//! Scene layout, material and audio-reactivity tuning.

/// Perspective camera parameters
#[derive(Debug, Clone)]
pub struct CameraParams {
    /// Vertical field of view (degrees)
    pub fov_degrees: f32,

    /// Near clipping plane (world units)
    pub near_plane: f32,

    /// Far clipping plane (world units)
    pub far_plane: f32,

    /// Position before the first frame is applied
    pub initial_position: [f32; 3],

    /// Offset rotated by the cumulative rotation to place the orbiting camera
    pub orbit_offset: [f32; 3],
}

impl Default for CameraParams {
    fn default() -> Self {
        Self {
            fov_degrees: 75.0,
            near_plane: 0.1,
            far_plane: 1000.0,
            initial_position: [2.0, -2.0, 5.0],
            orbit_offset: [0.0, 0.0, 5.0],
        }
    }
}

/// Reactive sphere geometry and material
#[derive(Debug, Clone)]
pub struct SphereParams {
    /// Icosahedron radius (world units)
    pub radius: f32,

    /// Icosahedron subdivision level (each face split into (detail + 1)^2 triangles)
    pub detail: u32,

    /// Uniform scale with silent output
    pub rest_scale: f32,

    /// Extra scale at full output mid-band energy
    pub pulse_gain: f32,

    /// Base colour (linear RGB), 0x000010
    pub base_color: [f32; 3],

    /// Emissive colour (linear RGB), 0x000010
    pub emissive_color: [f32; 3],

    pub emissive_intensity: f32,

    /// 0 = dielectric, 1 = metal
    pub metalness: f32,

    /// 0 = mirror, 1 = fully diffuse
    pub roughness: f32,
}

impl Default for SphereParams {
    fn default() -> Self {
        Self {
            radius: 1.0,
            detail: 10,
            rest_scale: 1.0,
            pulse_gain: 0.2,
            base_color: srgb_hex_to_linear(0x000010),
            emissive_color: srgb_hex_to_linear(0x000010),
            emissive_intensity: 1.5,
            metalness: 0.5,
            roughness: 0.1,
        }
    }
}

/// Backdrop shell surrounding the scene (rendered from the inside)
#[derive(Debug, Clone)]
pub struct BackdropParams {
    /// Shell radius (world units), must enclose the camera orbit
    pub radius: f32,

    /// Icosahedron subdivision level
    pub detail: u32,

    /// Upper bound (exclusive) of the per-frame noise seed
    pub rand_range: f32,
}

impl Default for BackdropParams {
    fn default() -> Self {
        Self {
            radius: 10.0,
            detail: 5,
            rand_range: 10_000.0,
        }
    }
}

/// Mapping from frequency bands to motion and shader uniforms.
///
/// Output (agent voice) and input (participant) bands land on different
/// rotation axes so the two speakers read differently on screen. All band
/// values are divided by 255 before weighting; `dt` is in 60fps frames.
#[derive(Debug, Clone)]
pub struct ReactivityWeights {
    /// Base rotation rate (radians per frame at full energy, before per-axis weights)
    pub rotation_rate: f32,

    /// rotation.x += dt * rate * w * out[1]
    pub x_from_output_mid: f32,

    /// rotation.z += dt * rate * w * in[1]
    pub z_from_input_mid: f32,

    /// rotation.y += dt * rate * w * in[2]
    pub y_from_input_treble: f32,

    /// rotation.z += dt * rate * w * out[2]
    pub z_from_output_treble: f32,

    /// time += dt * w * out[0]
    pub time_from_output_bass: f32,

    /// input_data = (w0 * in[0], w1 * in[1], w2 * in[2], 0)
    pub input_data_weights: [f32; 3],

    /// output_data = (w0 * out[0], w1 * out[1], w2 * out[2], 0)
    pub output_data_weights: [f32; 3],
}

impl Default for ReactivityWeights {
    fn default() -> Self {
        Self {
            rotation_rate: 0.001,
            x_from_output_mid: 0.5,
            z_from_input_mid: 0.5,
            y_from_input_treble: 0.25,
            z_from_output_treble: 0.25,
            time_from_output_bass: 0.1,
            input_data_weights: [1.0, 0.1, 10.0],
            output_data_weights: [2.0, 0.1, 10.0],
        }
    }
}

/// Bloom post-processing tuning
#[derive(Debug, Clone)]
pub struct BloomParams {
    /// Multiplier on the blurred highlights added back to the image
    pub strength: f32,

    /// 0 = tight glow, 1 = wide glow (shifts weight between mip levels)
    pub radius: f32,

    /// Luminance above which pixels contribute to bloom
    pub threshold: f32,
}

impl Default for BloomParams {
    fn default() -> Self {
        Self {
            strength: 5.0,
            radius: 0.5,
            threshold: 0.0,
        }
    }
}

/// Complete scene description
#[derive(Debug, Clone)]
pub struct SceneParams {
    /// Clear colour (linear RGB), 0x100c14
    pub background: [f32; 3],
    pub camera: CameraParams,
    pub sphere: SphereParams,
    pub backdrop: BackdropParams,
    pub reactivity: ReactivityWeights,
    pub bloom: BloomParams,
}

impl Default for SceneParams {
    fn default() -> Self {
        Self {
            background: srgb_hex_to_linear(0x100c14),
            camera: CameraParams::default(),
            sphere: SphereParams::default(),
            backdrop: BackdropParams::default(),
            reactivity: ReactivityWeights::default(),
            bloom: BloomParams::default(),
        }
    }
}

/// Convert a 0xRRGGBB sRGB colour into linear RGB
pub fn srgb_hex_to_linear(hex: u32) -> [f32; 3] {
    let channel = |shift: u32| {
        let c = ((hex >> shift) & 0xff) as f32 / 255.0;
        if c <= 0.04045 {
            c / 12.92
        } else {
            ((c + 0.055) / 1.055).powf(2.4)
        }
    };
    [channel(16), channel(8), channel(0)]
}

#[cfg(test)]
mod tests {
    use super::*;

    #[test]
    fn test_srgb_hex_to_linear() {
        assert_eq!(srgb_hex_to_linear(0x000000), [0.0, 0.0, 0.0]);

        let white = srgb_hex_to_linear(0xffffff);
        for c in white {
            assert!((c - 1.0).abs() < 1e-5);
        }

        // Background is a very dark purple: blue > red > green
        let [r, g, b] = srgb_hex_to_linear(0x100c14);
        assert!(b > r && r > g);
    }

    #[test]
    fn test_sphere_colours_are_linear() {
        let sphere = SphereParams::default();
        let expected = (16.0 / 255.0) / 12.92;
        assert!((sphere.base_color[2] - expected).abs() < 1e-6);
        assert_eq!(sphere.base_color[..2], [0.0, 0.0]);
        assert_eq!(sphere.emissive_color, sphere.base_color);
    }

    #[test]
    fn test_backdrop_encloses_camera_orbit() {
        let params = SceneParams::default();
        let orbit = glam::Vec3::from_array(params.camera.orbit_offset).length();
        assert!(params.backdrop.radius > orbit);
    }
}
//! Live audio capture and per-frame spectrum analysis.
//!
//! Capture streams are opened by a caller-owned [`AudioContext`]; the
//! renderer only holds read handles ([`AudioSignalSource`]) and turns them
//! into 32-bin byte spectra through an [`Analyzer`].

mod analyzer;
mod fft;
mod frame;
mod source;
mod wav;

use thiserror::Error;

// Re-export public types
pub use analyzer::{Analyzer, FixedProbe, FrequencyProbe};
pub use fft::{blackman_window, decibels_to_byte, linear_to_decibels, FftProbe};
pub use frame::FrequencyFrame;
pub use source::{AudioContext, AudioSignalSource, SampleTap, SignalSource};
pub use wav::WavSource;

/// Audio capture and decoding errors
#[derive(Error, Debug)]
pub enum AudioError {
    #[error("No audio input device found: {0}")]
    NoInputDevice(String),

    #[error("Failed to enumerate audio devices: {0}")]
    Devices(#[from] cpal::DevicesError),

    #[error("Failed to get audio config: {0}")]
    DefaultConfig(#[from] cpal::DefaultStreamConfigError),

    #[error("Failed to build audio stream: {0}")]
    BuildStream(#[from] cpal::BuildStreamError),

    #[error("Failed to start audio stream: {0}")]
    PlayStream(#[from] cpal::PlayStreamError),

    #[error("Unsupported sample format: {0}")]
    UnsupportedFormat(String),

    #[error("Failed to read WAV file: {0}")]
    Wav(#[from] hound::Error),

    #[error("Audio clip contains no samples")]
    EmptyClip,
}
//! Scene graph, camera orbit and audio-driven uniforms.

mod camera;
mod geometry;
mod state;
mod uniforms;

// Re-export public types
pub use camera::{orbit_position, PerspectiveCamera};
pub use geometry::{icosahedron, Mesh, Vertex};
pub use state::{build_scene, SceneState, Sphere};
pub use uniforms::{BackdropUniforms, SphereUniforms, UniformRegistry};
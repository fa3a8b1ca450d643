//! Per-frame spectrum analyzer bound to one signal source.

use log::warn;

use super::fft::FftProbe;
use super::frame::FrequencyFrame;
use super::source::AudioSignalSource;
use crate::params::AnalyzerConfig;

/// Anything that can write a byte spectrum for the current instant
pub trait FrequencyProbe: Send {
    fn byte_frequency_data(&mut self, frame: &mut FrequencyFrame);
}

/// Converts a live signal into a [`FrequencyFrame`] refreshed once per tick.
///
/// Cheap to build; rebinding to another source means building a new one.
/// Without a source every frame stays all-zero.
pub struct Analyzer {
    probe: Option<Box<dyn FrequencyProbe>>,
    data: FrequencyFrame,
}

impl Analyzer {
    /// Bind to `source`; `None` yields a silent analyzer
    pub fn new(source: Option<AudioSignalSource>, config: &AnalyzerConfig) -> Self {
        let probe = source.map(|source| {
            let probe = match config.validate() {
                Ok(()) => FftProbe::new(source, config),
                Err(e) => {
                    warn!("Invalid analyzer config ({}), using defaults", e);
                    FftProbe::new(source, &AnalyzerConfig::default())
                }
            };
            Box::new(probe) as Box<dyn FrequencyProbe>
        });

        Self {
            probe,
            data: FrequencyFrame::default(),
        }
    }

    pub fn silent() -> Self {
        Self {
            probe: None,
            data: FrequencyFrame::default(),
        }
    }

    /// Analyzer over an arbitrary probe (synthetic or pre-analysed signals)
    pub fn from_probe<P>(probe: P) -> Self
    where
        P: FrequencyProbe + 'static,
    {
        Self {
            probe: Some(Box::new(probe)),
            data: FrequencyFrame::default(),
        }
    }

    /// Pull the latest spectrum into [`Analyzer::data`]
    pub fn update(&mut self) {
        if let Some(probe) = self.probe.as_mut() {
            probe.byte_frequency_data(&mut self.data);
        }
    }

    /// Most recent spectrum (all-zero before the first update)
    pub fn data(&self) -> &FrequencyFrame {
        &self.data
    }

    pub fn is_bound(&self) -> bool {
        self.probe.is_some()
    }
}

impl Default for Analyzer {
    fn default() -> Self {
        Self::silent()
    }
}

/// Probe that reports the same spectrum on every update
#[derive(Debug, Clone)]
pub struct FixedProbe(pub FrequencyFrame);

impl FrequencyProbe for FixedProbe {
    fn byte_frequency_data(&mut self, frame: &mut FrequencyFrame) {
        *frame = self.0;
    }
}

#[cfg(test)]
mod tests {
    use super::*;
    use crate::audio::SampleTap;
    use std::sync::Arc;

    #[test]
    fn test_absent_source_reads_zero_before_update() {
        let analyzer = Analyzer::new(None, &AnalyzerConfig::default());
        assert!(!analyzer.is_bound());
        assert!(analyzer.data().is_silent());
    }

    #[test]
    fn test_absent_source_stays_zero_after_update() {
        let mut analyzer = Analyzer::new(None, &AnalyzerConfig::default());
        for _ in 0..3 {
            analyzer.update();
        }
        assert!(analyzer.data().is_silent());
    }

    #[test]
    fn test_fixed_probe_visible_after_update() {
        let frame = FrequencyFrame::from_leading(&[200, 150, 100]);
        let mut analyzer = Analyzer::from_probe(FixedProbe(frame));

        // Nothing read until update
        assert!(analyzer.data().is_silent());

        analyzer.update();
        assert_eq!(*analyzer.data(), frame);
    }

    #[test]
    fn test_invalid_config_falls_back() {
        let tap: AudioSignalSource = Arc::new(SampleTap::new(128));
        let config = AnalyzerConfig {
            min_decibels: 0.0,
            max_decibels: -10.0,
            ..Default::default()
        };

        let mut analyzer = Analyzer::new(Some(tap), &config);
        assert!(analyzer.is_bound());
        analyzer.update();
        assert!(analyzer.data().is_silent());
    }
}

# # # # # # #

Activity: What are the lines above that hold the string "first"? Copy them.

Response to this task:
    /// Position before the first frame is applied
    /// Most recent spectrum (all-zero before the first update)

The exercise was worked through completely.